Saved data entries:
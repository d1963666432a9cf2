//! Descriptor generation.
//!
//! Turns resolved metadata, options and layout into the files a downstream
//! CMake invocation consumes: environment scripts, a toolchain file and a
//! dependency descriptor. Descriptors are independent of each other, so they
//! are rendered separately and written in parallel, each one atomically.

pub mod deps;
pub mod env;
pub mod toolchain;

use std::collections::BTreeMap;
use std::fmt;
use std::path::PathBuf;

use rayon::prelude::*;
use thiserror::Error;

use crate::core::{BuildLayout, OptionSet, ProjectMetadata, Requirement, Settings};
use crate::util::fs::{ensure_dir, write_atomic, WriteStatus};

pub use deps::DependencyManifest;
pub use env::{EnvScript, EnvScriptFlavor};
pub use toolchain::ToolchainFile;

/// Everything a descriptor may draw from.
#[derive(Debug, Clone, Copy)]
pub struct GenerateContext<'a> {
    pub metadata: &'a ProjectMetadata,
    pub options: &'a OptionSet,
    pub layout: &'a BuildLayout,
    pub settings: &'a Settings,
    pub requirements: &'a [Requirement],
    /// Extra CMake cache variables for the toolchain file
    pub variables: &'a BTreeMap<String, String>,
}

/// The kinds of descriptor produced, in conventional emission order.
#[derive(Debug, Clone, Copy, PartialEq, Eq, Hash)]
pub enum DescriptorKind {
    BuildEnvironment,
    RunEnvironment,
    Toolchain,
    Dependencies,
}

impl DescriptorKind {
    pub const ALL: [DescriptorKind; 4] = [
        DescriptorKind::BuildEnvironment,
        DescriptorKind::RunEnvironment,
        DescriptorKind::Toolchain,
        DescriptorKind::Dependencies,
    ];

    pub fn as_str(&self) -> &'static str {
        match self {
            DescriptorKind::BuildEnvironment => "build environment",
            DescriptorKind::RunEnvironment => "run environment",
            DescriptorKind::Toolchain => "toolchain",
            DescriptorKind::Dependencies => "dependencies",
        }
    }
}

impl fmt::Display for DescriptorKind {
    fn fmt(&self, f: &mut fmt::Formatter<'_>) -> fmt::Result {
        f.write_str(self.as_str())
    }
}

/// A descriptor artifact ready to be written.
#[derive(Debug, Clone, PartialEq, Eq)]
pub enum GeneratorDescriptor {
    BuildEnvironment(EnvScript),
    RunEnvironment(EnvScript),
    Toolchain(ToolchainFile),
    Dependencies(DependencyManifest),
}

impl GeneratorDescriptor {
    /// Build the descriptor of the given kind.
    pub fn for_kind(kind: DescriptorKind, ctx: &GenerateContext<'_>) -> Self {
        match kind {
            DescriptorKind::BuildEnvironment => {
                GeneratorDescriptor::BuildEnvironment(EnvScript::build(ctx))
            }
            DescriptorKind::RunEnvironment => {
                GeneratorDescriptor::RunEnvironment(EnvScript::run(ctx))
            }
            DescriptorKind::Toolchain => GeneratorDescriptor::Toolchain(ToolchainFile::new(ctx)),
            DescriptorKind::Dependencies => {
                GeneratorDescriptor::Dependencies(DependencyManifest::new(ctx))
            }
        }
    }

    pub fn kind(&self) -> DescriptorKind {
        match self {
            GeneratorDescriptor::BuildEnvironment(_) => DescriptorKind::BuildEnvironment,
            GeneratorDescriptor::RunEnvironment(_) => DescriptorKind::RunEnvironment,
            GeneratorDescriptor::Toolchain(_) => DescriptorKind::Toolchain,
            GeneratorDescriptor::Dependencies(_) => DescriptorKind::Dependencies,
        }
    }

    /// File name inside the generators directory.
    pub fn file_name(&self) -> &str {
        match self {
            GeneratorDescriptor::BuildEnvironment(script)
            | GeneratorDescriptor::RunEnvironment(script) => script.file_name(),
            GeneratorDescriptor::Toolchain(_) => toolchain::TOOLCHAIN_FILE,
            GeneratorDescriptor::Dependencies(_) => deps::DEPS_FILE,
        }
    }

    /// Render the file contents.
    pub fn render(&self) -> String {
        match self {
            GeneratorDescriptor::BuildEnvironment(script)
            | GeneratorDescriptor::RunEnvironment(script) => script.render(),
            GeneratorDescriptor::Toolchain(file) => file.render(),
            GeneratorDescriptor::Dependencies(manifest) => manifest.render(),
        }
    }
}

/// Build every descriptor in conventional order.
pub fn descriptors(ctx: &GenerateContext<'_>) -> Vec<GeneratorDescriptor> {
    DescriptorKind::ALL
        .iter()
        .map(|kind| GeneratorDescriptor::for_kind(*kind, ctx))
        .collect()
}

/// A descriptor that could not be written.
#[derive(Debug, Clone, Error)]
pub enum GenerateError {
    #[error("failed to write {descriptor} descriptor to {}: {reason}", path.display())]
    UnwritableOutput {
        descriptor: DescriptorKind,
        path: PathBuf,
        reason: String,
    },
}

/// What happened to one descriptor.
#[derive(Debug)]
pub struct DescriptorOutcome {
    pub kind: DescriptorKind,
    pub path: PathBuf,
    pub result: Result<WriteStatus, GenerateError>,
}

impl DescriptorOutcome {
    pub fn is_ok(&self) -> bool {
        self.result.is_ok()
    }
}

/// Per-descriptor results of a generation run, in emission order.
#[derive(Debug, Default)]
pub struct GenerateReport {
    pub outcomes: Vec<DescriptorOutcome>,
}

impl GenerateReport {
    /// Whether every descriptor is on disk with current content.
    pub fn is_success(&self) -> bool {
        self.outcomes.iter().all(DescriptorOutcome::is_ok)
    }

    pub fn succeeded(&self) -> impl Iterator<Item = &DescriptorOutcome> {
        self.outcomes.iter().filter(|o| o.is_ok())
    }

    pub fn failed(&self) -> impl Iterator<Item = &GenerateError> {
        self.outcomes.iter().filter_map(|o| o.result.as_ref().err())
    }
}

/// Render and write every descriptor into the layout's generators directory.
///
/// A failure writing one descriptor is recorded in the report and does not
/// affect the others.
pub fn generate(ctx: &GenerateContext<'_>) -> GenerateReport {
    let out_dir = ctx.layout.generators_dir.to_native();
    let descriptors = descriptors(ctx);

    if let Err(e) = ensure_dir(&out_dir) {
        tracing::warn!("{:#}", e);
        let reason = format!("{:#}", e);
        let outcomes = descriptors
            .iter()
            .map(|d| {
                let path = out_dir.join(d.file_name());
                DescriptorOutcome {
                    kind: d.kind(),
                    result: Err(GenerateError::UnwritableOutput {
                        descriptor: d.kind(),
                        path: path.clone(),
                        reason: reason.clone(),
                    }),
                    path,
                }
            })
            .collect();
        return GenerateReport { outcomes };
    }

    let outcomes = descriptors
        .par_iter()
        .map(|descriptor| {
            let path = out_dir.join(descriptor.file_name());
            let result = write_atomic(&path, descriptor.render().as_bytes()).map_err(|e| {
                GenerateError::UnwritableOutput {
                    descriptor: descriptor.kind(),
                    path: path.clone(),
                    reason: format!("{:#}", e),
                }
            });

            match &result {
                Ok(status) => tracing::debug!(
                    "{} descriptor {:?}: {}",
                    descriptor.kind(),
                    status,
                    path.display()
                ),
                Err(e) => tracing::warn!("{}", e),
            }

            DescriptorOutcome {
                kind: descriptor.kind(),
                path,
                result,
            }
        })
        .collect();

    GenerateReport { outcomes }
}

§ **ASSIGNED TASK**: Could you output, exactly and with nothing else, the lines from the start of the records through the line containing "pub options: &'a"?

§ **OUTPUT FOR THIS EXERCISE**:
repository d1963666432a9cf2
//! Descriptor generation.
//!
//! Turns resolved metadata, options and layout into the files a downstream
//! CMake invocation consumes: environment scripts, a toolchain file and a
//! dependency descriptor. Descriptors are independent of each other, so they
//! are rendered separately and written in parallel, each one atomically.

pub mod deps;
pub mod env;
pub mod toolchain;

use std::collections::BTreeMap;
use std::fmt;
use std::path::PathBuf;

use rayon::prelude::*;
use thiserror::Error;

use crate::core::{BuildLayout, OptionSet, ProjectMetadata, Requirement, Settings};
use crate::util::fs::{ensure_dir, write_atomic, WriteStatus};

pub use deps::DependencyManifest;
pub use env::{EnvScript, EnvScriptFlavor};
pub use toolchain::ToolchainFile;

/// Everything a descriptor may draw from.
#[derive(Debug, Clone, Copy)]
pub struct GenerateContext<'a> {
    pub metadata: &'a ProjectMetadata,
    pub options: &'a OptionSet,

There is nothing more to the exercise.